• DATASET ENTRIES
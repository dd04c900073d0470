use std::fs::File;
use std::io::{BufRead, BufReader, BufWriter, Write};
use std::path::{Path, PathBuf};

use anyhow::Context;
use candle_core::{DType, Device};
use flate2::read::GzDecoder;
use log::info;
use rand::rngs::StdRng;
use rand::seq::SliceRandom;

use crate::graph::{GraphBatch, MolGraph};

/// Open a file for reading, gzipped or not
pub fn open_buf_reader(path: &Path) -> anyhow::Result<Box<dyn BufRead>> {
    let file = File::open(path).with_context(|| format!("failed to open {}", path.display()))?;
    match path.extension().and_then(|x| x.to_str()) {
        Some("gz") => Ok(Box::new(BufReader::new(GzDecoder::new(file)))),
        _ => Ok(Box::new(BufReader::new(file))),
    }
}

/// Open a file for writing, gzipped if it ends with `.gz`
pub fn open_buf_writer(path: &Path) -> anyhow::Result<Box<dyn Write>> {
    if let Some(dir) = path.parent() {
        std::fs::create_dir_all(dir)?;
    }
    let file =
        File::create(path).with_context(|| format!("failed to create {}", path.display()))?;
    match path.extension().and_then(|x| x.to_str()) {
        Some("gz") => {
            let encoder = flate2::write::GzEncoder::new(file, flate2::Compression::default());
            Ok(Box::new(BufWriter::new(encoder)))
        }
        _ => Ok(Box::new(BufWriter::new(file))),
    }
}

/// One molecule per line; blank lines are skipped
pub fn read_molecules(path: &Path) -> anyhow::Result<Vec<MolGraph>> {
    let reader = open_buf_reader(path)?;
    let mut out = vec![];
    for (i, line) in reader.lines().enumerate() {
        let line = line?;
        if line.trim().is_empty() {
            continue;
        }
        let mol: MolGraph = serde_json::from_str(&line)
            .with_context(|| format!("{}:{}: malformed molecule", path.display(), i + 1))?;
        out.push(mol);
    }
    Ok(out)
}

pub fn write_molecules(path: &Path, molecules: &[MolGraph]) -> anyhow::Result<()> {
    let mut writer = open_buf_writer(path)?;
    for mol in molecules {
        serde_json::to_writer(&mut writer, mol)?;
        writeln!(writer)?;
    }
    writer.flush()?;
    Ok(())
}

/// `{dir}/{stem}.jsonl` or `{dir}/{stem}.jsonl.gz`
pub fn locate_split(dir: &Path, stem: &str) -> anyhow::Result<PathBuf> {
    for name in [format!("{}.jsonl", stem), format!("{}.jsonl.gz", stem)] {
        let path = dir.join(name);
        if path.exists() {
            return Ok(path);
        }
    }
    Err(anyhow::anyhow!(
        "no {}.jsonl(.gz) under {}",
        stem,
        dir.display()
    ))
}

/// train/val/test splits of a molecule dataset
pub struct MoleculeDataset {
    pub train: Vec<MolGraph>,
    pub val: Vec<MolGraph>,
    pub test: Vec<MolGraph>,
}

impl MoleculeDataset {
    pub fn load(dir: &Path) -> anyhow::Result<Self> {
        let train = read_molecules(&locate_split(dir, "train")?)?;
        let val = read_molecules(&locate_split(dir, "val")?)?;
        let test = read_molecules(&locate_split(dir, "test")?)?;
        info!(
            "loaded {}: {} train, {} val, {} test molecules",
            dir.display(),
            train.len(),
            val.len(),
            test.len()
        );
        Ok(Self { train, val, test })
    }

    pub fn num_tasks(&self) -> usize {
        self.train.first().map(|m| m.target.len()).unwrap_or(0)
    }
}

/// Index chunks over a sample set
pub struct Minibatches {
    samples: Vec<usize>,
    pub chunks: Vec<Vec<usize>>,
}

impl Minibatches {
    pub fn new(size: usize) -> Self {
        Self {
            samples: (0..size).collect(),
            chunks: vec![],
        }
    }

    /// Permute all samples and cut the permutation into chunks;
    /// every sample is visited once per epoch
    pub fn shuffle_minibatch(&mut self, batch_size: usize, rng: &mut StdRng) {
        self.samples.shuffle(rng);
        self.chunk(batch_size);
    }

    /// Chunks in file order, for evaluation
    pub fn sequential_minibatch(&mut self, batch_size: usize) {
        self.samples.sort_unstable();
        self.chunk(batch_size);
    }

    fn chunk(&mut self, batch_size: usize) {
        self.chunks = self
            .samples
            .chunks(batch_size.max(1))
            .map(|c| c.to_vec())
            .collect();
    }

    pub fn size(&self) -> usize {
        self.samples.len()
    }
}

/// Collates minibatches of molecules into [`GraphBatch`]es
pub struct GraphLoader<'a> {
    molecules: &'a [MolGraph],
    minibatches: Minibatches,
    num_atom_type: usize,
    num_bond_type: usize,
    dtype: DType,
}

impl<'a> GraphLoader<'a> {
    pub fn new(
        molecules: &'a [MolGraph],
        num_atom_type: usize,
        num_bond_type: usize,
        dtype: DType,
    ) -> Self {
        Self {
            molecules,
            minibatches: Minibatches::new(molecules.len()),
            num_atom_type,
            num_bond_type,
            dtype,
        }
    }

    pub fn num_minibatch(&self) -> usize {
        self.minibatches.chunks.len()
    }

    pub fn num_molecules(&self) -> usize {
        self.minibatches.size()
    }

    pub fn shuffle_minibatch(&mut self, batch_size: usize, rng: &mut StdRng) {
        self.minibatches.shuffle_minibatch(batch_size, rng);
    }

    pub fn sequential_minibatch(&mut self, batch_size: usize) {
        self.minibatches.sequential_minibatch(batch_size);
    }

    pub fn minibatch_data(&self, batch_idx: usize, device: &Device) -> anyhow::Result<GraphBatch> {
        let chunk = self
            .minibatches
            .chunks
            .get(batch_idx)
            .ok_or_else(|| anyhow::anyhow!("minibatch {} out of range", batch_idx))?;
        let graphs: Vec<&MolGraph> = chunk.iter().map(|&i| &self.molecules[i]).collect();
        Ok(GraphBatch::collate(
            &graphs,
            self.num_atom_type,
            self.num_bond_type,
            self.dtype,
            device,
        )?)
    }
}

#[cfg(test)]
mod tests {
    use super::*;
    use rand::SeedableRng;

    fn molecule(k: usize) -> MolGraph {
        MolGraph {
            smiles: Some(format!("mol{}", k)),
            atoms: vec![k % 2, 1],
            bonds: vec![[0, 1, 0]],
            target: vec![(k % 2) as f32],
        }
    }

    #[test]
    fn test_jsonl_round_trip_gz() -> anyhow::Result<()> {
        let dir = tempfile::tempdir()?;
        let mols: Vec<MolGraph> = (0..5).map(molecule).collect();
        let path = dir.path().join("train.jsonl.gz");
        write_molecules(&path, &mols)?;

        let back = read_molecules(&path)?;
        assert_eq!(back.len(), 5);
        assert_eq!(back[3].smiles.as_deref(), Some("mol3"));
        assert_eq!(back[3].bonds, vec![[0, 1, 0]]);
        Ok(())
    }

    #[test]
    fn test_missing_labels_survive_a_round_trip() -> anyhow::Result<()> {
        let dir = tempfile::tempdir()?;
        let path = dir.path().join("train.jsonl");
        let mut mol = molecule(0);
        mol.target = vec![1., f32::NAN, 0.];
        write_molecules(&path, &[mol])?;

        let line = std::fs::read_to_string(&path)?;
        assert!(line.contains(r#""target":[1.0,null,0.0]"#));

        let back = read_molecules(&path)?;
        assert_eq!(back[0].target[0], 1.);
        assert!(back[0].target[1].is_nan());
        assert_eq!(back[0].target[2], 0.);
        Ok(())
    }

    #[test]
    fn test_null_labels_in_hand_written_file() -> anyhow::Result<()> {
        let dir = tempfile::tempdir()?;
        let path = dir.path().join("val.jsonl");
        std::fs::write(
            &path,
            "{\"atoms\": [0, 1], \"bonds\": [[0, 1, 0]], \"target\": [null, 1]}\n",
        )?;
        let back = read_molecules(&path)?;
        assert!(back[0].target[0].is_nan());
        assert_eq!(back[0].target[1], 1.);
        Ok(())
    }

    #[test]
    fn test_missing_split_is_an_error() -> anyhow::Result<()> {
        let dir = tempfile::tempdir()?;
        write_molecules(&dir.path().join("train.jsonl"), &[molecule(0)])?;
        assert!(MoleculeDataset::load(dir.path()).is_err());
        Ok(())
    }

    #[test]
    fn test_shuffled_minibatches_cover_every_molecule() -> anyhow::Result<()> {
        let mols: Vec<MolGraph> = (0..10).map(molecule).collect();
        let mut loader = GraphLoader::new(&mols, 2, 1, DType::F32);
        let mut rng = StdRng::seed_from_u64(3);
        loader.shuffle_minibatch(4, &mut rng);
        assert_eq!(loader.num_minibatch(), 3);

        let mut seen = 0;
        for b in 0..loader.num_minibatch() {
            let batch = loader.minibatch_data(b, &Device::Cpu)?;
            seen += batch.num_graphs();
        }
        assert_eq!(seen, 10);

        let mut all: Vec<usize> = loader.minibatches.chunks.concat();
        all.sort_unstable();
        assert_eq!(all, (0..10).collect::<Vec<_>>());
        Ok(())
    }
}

• YOUR OBJECTIVE
Starting with the first line of the listing above and ending with the line that holds "use rand::rngs::StdRng;", return those lines exactly as written, both included.

• WRITTEN REPLY
repository dd04c900073d0470
use std::fs::File;
use std::io::{BufRead, BufReader, BufWriter, Write};
use std::path::{Path, PathBuf};

use anyhow::Context;
use candle_core::{DType, Device};
use flate2::read::GzDecoder;
use log::info;
use rand::rngs::StdRng;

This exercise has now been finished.